Problem — Each line of the data must be set down again without a single difference.

Data listing —
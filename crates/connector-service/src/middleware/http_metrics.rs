//! HTTP metrics middleware for the admin surface.
//!
//! Records every response, including ones produced by the framework before a
//! handler runs (404 for unknown routes, 405, JSON rejections).

use axum::{extract::Request, middleware::Next, response::Response};
use std::time::Instant;

use crate::observability::metrics::record_http_request;

/// Records method, normalized path, status code and duration.
///
/// Applied as the outermost layer so it also sees timeouts.
pub async fn http_metrics_middleware(request: Request, next: Next) -> Response {
    let start = Instant::now();
    let method = request.method().to_string();
    let path = request.uri().path().to_string();

    let response = next.run(request).await;

    let duration = start.elapsed();
    let status_code = response.status().as_u16();
    record_http_request(&method, &path, status_code, duration);

    response
}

Completed task —
filename crates/connector-service/src/middleware/http_metrics.rs
//! HTTP metrics middleware for the admin surface.
//!
//! Records every response, including ones produced by the framework before a
//! handler runs (404 for unknown routes, 405, JSON rejections).

use axum::{extract::Request, middleware::Next, response::Response};
use std::time::Instant;

use crate::observability::metrics::record_http_request;

/// Records method, normalized path, status code and duration.
///
/// Applied as the outermost layer so it also sees timeouts.
pub async fn http_metrics_middleware(request: Request, next: Next) -> Response {
    let start = Instant::now();
    let method = request.method().to_string();
    let path = request.uri().path().to_string();

    let response = next.run(request).await;

    let duration = start.elapsed();
    let status_code = response.status().as_u16();
    record_http_request(&method, &path, status_code, duration);

    response
}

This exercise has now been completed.